Give back exactly the first lines of the entries below, through the line with "filename src/readers/measurement_reader.rs".

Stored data
○ ○ ○ ○ ○ ○ ○

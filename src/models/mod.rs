pub mod inventory;
pub mod measurement;
pub mod season;
pub mod station;

pub use inventory::InventoryEntry;
pub use measurement::{Element, Measurement};
pub use season::Season;
pub use station::Station;
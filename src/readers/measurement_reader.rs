use crate::config::MalformedLinePolicy;
use crate::error::{ProcessingError, Result};
use crate::models::{Element, Measurement};
use crate::readers::parse_lines;
use crate::utils::constants::DEFAULT_BUFFER_SIZE;
use chrono::NaiveDate;
use memmap2::Mmap;
use std::fs::File;
use std::io::{BufRead, BufReader};
use std::path::Path;
use tracing::{debug, warn};

/// Reader for per-station GHCN-Daily CSV files.
///
/// Each line is `STATION,YYYYMMDD,ELEMENT,VALUE[,...]`. Only the first four
/// comma-delimited tokens are decoded; anything after them is ignored.
pub struct MeasurementReader {
    policy: MalformedLinePolicy,
    use_mmap: bool,
}

impl MeasurementReader {
    pub fn new() -> Self {
        Self {
            policy: MalformedLinePolicy::default(),
            use_mmap: false,
        }
    }

    pub fn with_policy(mut self, policy: MalformedLinePolicy) -> Self {
        self.policy = policy;
        self
    }

    pub fn with_mmap(mut self, use_mmap: bool) -> Self {
        self.use_mmap = use_mmap;
        self
    }

    /// Read a station's measurement series in chronological order.
    pub fn read_measurements(&self, path: &Path) -> Result<Vec<Measurement>> {
        let mut measurements = if self.use_mmap {
            self.read_measurements_mmap(path)?
        } else {
            self.read_measurements_buffered(path)?
        };

        ensure_chronological(&mut measurements, path);
        debug!(
            "Read {} measurements from {}",
            measurements.len(),
            path.display()
        );
        Ok(measurements)
    }

    fn read_measurements_buffered(&self, path: &Path) -> Result<Vec<Measurement>> {
        let file = File::open(path)?;
        let reader = BufReader::with_capacity(DEFAULT_BUFFER_SIZE, file);
        parse_lines(reader.split(b'\n'), self.policy, path, parse_measurement_line)
    }

    /// Memory-mapped variant for large files
    fn read_measurements_mmap(&self, path: &Path) -> Result<Vec<Measurement>> {
        let file = File::open(path)?;
        if file.metadata()?.len() == 0 {
            return Ok(Vec::new());
        }
        // The mapping is read-only and dropped before this function returns.
        let mmap = unsafe { Mmap::map(&file)? };

        parse_lines(
            mmap.split(|&b| b == b'\n').map(Ok::<_, std::io::Error>),
            self.policy,
            path,
            parse_measurement_line,
        )
    }
}

impl Default for MeasurementReader {
    fn default() -> Self {
        Self::new()
    }
}

/// Parse one measurement line.
///
/// Tokens are taken in order as the next non-empty run of characters between
/// commas, so the station id, date, element and value are located
/// positionally and trailing fields never influence the result.
pub fn parse_measurement_line(line: &str) -> Result<Measurement> {
    let mut tokens = line.split(',').filter(|token| !token.is_empty());

    let mut next_token = |name: &str| {
        tokens.next().ok_or_else(|| {
            ProcessingError::InvalidFormat(format!("Missing {} in '{}'", name, line))
        })
    };

    let _station_id = next_token("station id")?;
    let date_str = next_token("date")?;
    let element = next_token("element")?;
    let value_str = next_token("value")?;

    let date_str = date_str.trim();
    if date_str.len() != 8 || !date_str.bytes().all(|b| b.is_ascii_digit()) {
        return Err(ProcessingError::InvalidFormat(format!(
            "Invalid date format: '{}'",
            date_str
        )));
    }
    let date = NaiveDate::parse_from_str(date_str, "%Y%m%d")
        .map_err(|_| ProcessingError::InvalidFormat(format!("Invalid date: '{}'", date_str)))?;

    let value = value_str.trim().parse::<i32>().map_err(|_| {
        ProcessingError::InvalidFormat(format!("Invalid value: '{}'", value_str))
    })?;

    Ok(Measurement::new(date, value, Element::from_code(element.trim())))
}

/// Restore chronological order if the file was not sorted by date.
///
/// The sort is stable, so records sharing a date keep their file order.
fn ensure_chronological(measurements: &mut [Measurement], path: &Path) {
    let sorted = measurements.windows(2).all(|w| w[0].date <= w[1].date);
    if !sorted {
        warn!(
            "Measurements in {} are not in chronological order; sorting",
            path.display()
        );
        measurements.sort_by_key(|m| m.date);
    }
}

#[cfg(test)]
mod tests {
    use super::*;
    use std::io::Write;
    use tempfile::NamedTempFile;

    #[test]
    fn test_parse_measurement_line() {
        let line = "GME00102380,19600101,TMAX,23,,,E,";
        let m = parse_measurement_line(line).unwrap();

        assert_eq!(m.year(), 1960);
        assert_eq!(m.month(), 1);
        assert_eq!(m.day(), 1);
        assert_eq!(m.value, 23);
        assert_eq!(m.element, Element::Tmax);
    }

    #[test]
    fn test_trailing_fields_ignored() {
        let line = "GME00102380,20001223,TMIN,-43,\"unbalanced,quote,junk,,";
        let m = parse_measurement_line(line).unwrap();
        assert_eq!(m.value, -43);
        assert_eq!(m.element, Element::Tmin);
    }

    #[test]
    fn test_unknown_element_is_kept() {
        let m = parse_measurement_line("GME00102380,20001223,WT01,1,,,E,").unwrap();
        assert_eq!(m.element, Element::Unknown);
        assert_eq!(m.value, 1);
    }

    #[test]
    fn test_malformed_lines() {
        assert!(parse_measurement_line("GME00102380,20001223,TMAX").is_err());
        assert!(parse_measurement_line("GME00102380,2000122,TMAX,10").is_err());
        assert!(parse_measurement_line("GME00102380,20001232,TMAX,10").is_err());
        assert!(parse_measurement_line("GME00102380,20001223,TMAX,ten").is_err());
    }

    fn write_series(lines: &[&str]) -> NamedTempFile {
        let mut temp_file = NamedTempFile::new().unwrap();
        for line in lines {
            writeln!(temp_file, "{}", line).unwrap();
        }
        temp_file
    }

    #[test]
    fn test_read_buffered_and_mmap() -> Result<()> {
        let temp_file = write_series(&[
            "GME00102380,19600101,TMAX,23,,,E,",
            "GME00102380,19600101,TMIN,-12,,,E,",
            "",
            "GME00102380,19600102,TMAX,31,,,E,",
        ]);

        let buffered = MeasurementReader::new().read_measurements(temp_file.path())?;
        let mapped = MeasurementReader::new()
            .with_mmap(true)
            .read_measurements(temp_file.path())?;

        assert_eq!(buffered.len(), 3);
        assert_eq!(buffered, mapped);
        Ok(())
    }

    #[test]
    fn test_empty_file() -> Result<()> {
        let temp_file = NamedTempFile::new()?;
        assert!(MeasurementReader::new()
            .read_measurements(temp_file.path())?
            .is_empty());
        assert!(MeasurementReader::new()
            .with_mmap(true)
            .read_measurements(temp_file.path())?
            .is_empty());
        Ok(())
    }

    #[test]
    fn test_unsorted_file_is_sorted_stably() -> Result<()> {
        let temp_file = write_series(&[
            "GME00102380,19600102,TMAX,31",
            "GME00102380,19600101,TMAX,23",
            "GME00102380,19600101,TMIN,-12",
        ]);

        let series = MeasurementReader::new().read_measurements(temp_file.path())?;

        let days: Vec<u32> = series.iter().map(|m| m.day()).collect();
        assert_eq!(days, vec![1, 1, 2]);
        assert_eq!(series[0].element, Element::Tmax);
        assert_eq!(series[1].element, Element::Tmin);
        Ok(())
    }

    #[test]
    fn test_malformed_line_policy() -> Result<()> {
        let temp_file = write_series(&[
            "GME00102380,19600101,TMAX,23",
            "GME00102380,19600102,TMAX,n/a",
            "GME00102380,19600103,TMAX,40",
        ]);

        let aborted = MeasurementReader::new().read_measurements(temp_file.path());
        assert!(matches!(
            aborted,
            Err(ProcessingError::InvalidLine { line: 2, .. })
        ));

        let skipped = MeasurementReader::new()
            .with_policy(MalformedLinePolicy::Skip)
            .read_measurements(temp_file.path())?;
        assert_eq!(skipped.len(), 2);
        assert_eq!(skipped[1].value, 40);
        Ok(())
    }

    #[test]
    fn test_invalid_utf8_line_follows_policy() -> Result<()> {
        let mut temp_file = NamedTempFile::new()?;
        temp_file.write_all(b"GME00102380,19600101,TMAX,23\n")?;
        temp_file.write_all(b"GME00102380,19600102,TMAX,\xff\xfe\n")?;
        temp_file.write_all(b"GME00102380,19600103,TMAX,40\r\n")?;

        for use_mmap in [false, true] {
            let reader = MeasurementReader::new().with_mmap(use_mmap);
            assert!(matches!(
                reader.read_measurements(temp_file.path()),
                Err(ProcessingError::InvalidLine { line: 2, .. })
            ));

            let skipped = reader
                .with_policy(MalformedLinePolicy::Skip)
                .read_measurements(temp_file.path())?;
            assert_eq!(skipped.len(), 2);
            assert_eq!(skipped[1].value, 40);
        }
        Ok(())
    }
}
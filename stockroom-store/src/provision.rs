use stockroom_core::{StoreResult, TableRepository};
use stockroom_shared::clock::now_iso;
use stockroom_shared::{tables, Product};
use tracing::info;

/// Tables created by a provisioning run.
#[derive(Debug, Default, Clone, PartialEq, Eq)]
pub struct ProvisionReport {
    pub created: Vec<String>,
    pub seeded_products: usize,
}

fn sample_products() -> Vec<Product> {
    let stamp = now_iso();
    [
        ("WH-001", "Wireless Headphones", 25, "Electronics", "A1-B2"),
        ("USB-002", "USB Cable", 150, "Accessories", "A2-B1"),
        ("PC-003", "Phone Case", 75, "Accessories", "A1-C3"),
    ]
    .into_iter()
    .map(|(id, name, stock, category, location)| Product {
        id: id.to_string(),
        name: name.to_string(),
        current_stock: stock,
        category: category.to_string(),
        location: location.to_string(),
        last_updated: stamp.clone(),
    })
    .collect()
}

/// Creates Products, Transactions and Logs with their header rows when they
/// are missing. Sample products are written only into a freshly created
/// Products table; existing tables are left untouched.
pub async fn provision(store: &dyn TableRepository, seed: bool) -> StoreResult<ProvisionReport> {
    let mut report = ProvisionReport::default();

    for (table, header) in tables::layout() {
        if store.ensure_table(table, header).await? {
            info!("Created table {}", table);
            report.created.push(table.to_string());

            if table == tables::PRODUCTS && seed {
                for product in sample_products() {
                    store.append(tables::PRODUCTS, product.to_row()).await?;
                    report.seeded_products += 1;
                }
            }
        }
    }

    Ok(report)
}
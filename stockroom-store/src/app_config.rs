use serde::Deserialize;
use std::env;
use std::path::PathBuf;
use stockroom_shared::models::log_entry::DEFAULT_USER_ID;
use stockroom_shared::models::transaction::DEFAULT_USER;

#[derive(Debug, Deserialize, Clone, Default)]
pub struct Config {
    #[serde(default)]
    pub server: ServerConfig,
    #[serde(default)]
    pub store: StoreConfig,
    #[serde(default)]
    pub defaults: DefaultsConfig,
}

#[derive(Debug, Deserialize, Clone)]
pub struct ServerConfig {
    #[serde(default = "default_host")]
    pub host: String,
    #[serde(default = "default_port")]
    pub port: u16,
}

impl Default for ServerConfig {
    fn default() -> Self {
        Self {
            host: default_host(),
            port: default_port(),
        }
    }
}

fn default_host() -> String { "0.0.0.0".to_string() }
fn default_port() -> u16 { 8080 }

#[derive(Debug, Deserialize, Clone, Copy, PartialEq, Eq, Default)]
#[serde(rename_all = "lowercase")]
pub enum StoreBackend {
    #[default]
    Memory,
    Json,
}

#[derive(Debug, Deserialize, Clone)]
pub struct StoreConfig {
    #[serde(default)]
    pub backend: StoreBackend,
    #[serde(default = "default_store_path")]
    pub path: PathBuf,
    #[serde(default = "default_true")]
    pub provision_on_startup: bool,
    #[serde(default = "default_true")]
    pub seed_sample_products: bool,
}

impl Default for StoreConfig {
    fn default() -> Self {
        Self {
            backend: StoreBackend::default(),
            path: default_store_path(),
            provision_on_startup: true,
            seed_sample_products: true,
        }
    }
}

fn default_store_path() -> PathBuf { PathBuf::from("data/workbook.json") }
fn default_true() -> bool { true }

/// Fallback values written into rows when a request leaves a field out.
#[derive(Debug, Deserialize, Clone)]
pub struct DefaultsConfig {
    #[serde(default = "default_user")]
    pub user: String,
    #[serde(default = "default_log_user_id")]
    pub log_user_id: String,
}

impl Default for DefaultsConfig {
    fn default() -> Self {
        Self {
            user: default_user(),
            log_user_id: default_log_user_id(),
        }
    }
}

fn default_user() -> String { DEFAULT_USER.to_string() }
fn default_log_user_id() -> String { DEFAULT_USER_ID.to_string() }

impl Config {
    pub fn load() -> Result<Self, config::ConfigError> {
        Self::load_from("config")
    }

    /// Layers `<dir>/default`, `<dir>/<RUN_MODE>`, `<dir>/local` and then
    /// `STOCKROOM_*` environment variables. Every file is optional.
    pub fn load_from(dir: &str) -> Result<Self, config::ConfigError> {
        let run_mode = env::var("RUN_MODE").unwrap_or_else(|_| "development".into());

        let s = config::Config::builder()
            .add_source(config::File::with_name(&format!("{}/default", dir)).required(false))
            .add_source(config::File::with_name(&format!("{}/{}", dir, run_mode)).required(false))
            // Not checked in
            .add_source(config::File::with_name(&format!("{}/local", dir)).required(false))
            // Eg.. `STOCKROOM_SERVER__PORT=9000` sets `server.port`
            .add_source(
                config::Environment::with_prefix("STOCKROOM")
                    .prefix_separator("_")
                    .separator("__")
                    .try_parsing(true),
            )
            .build()?;

        s.try_deserialize()
    }
}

○ ○ ○ ○ ○ ○ ○

◆ EXERCISE OUTPUT ◆
filename src/models/mod.rs
pub mod inventory;
pub mod measurement;
pub mod season;
pub mod station;

pub use inventory::InventoryEntry;
pub use measurement::{Element, Measurement};
pub use season::Season;
pub use station::Station;
filename src/readers/measurement_reader.rs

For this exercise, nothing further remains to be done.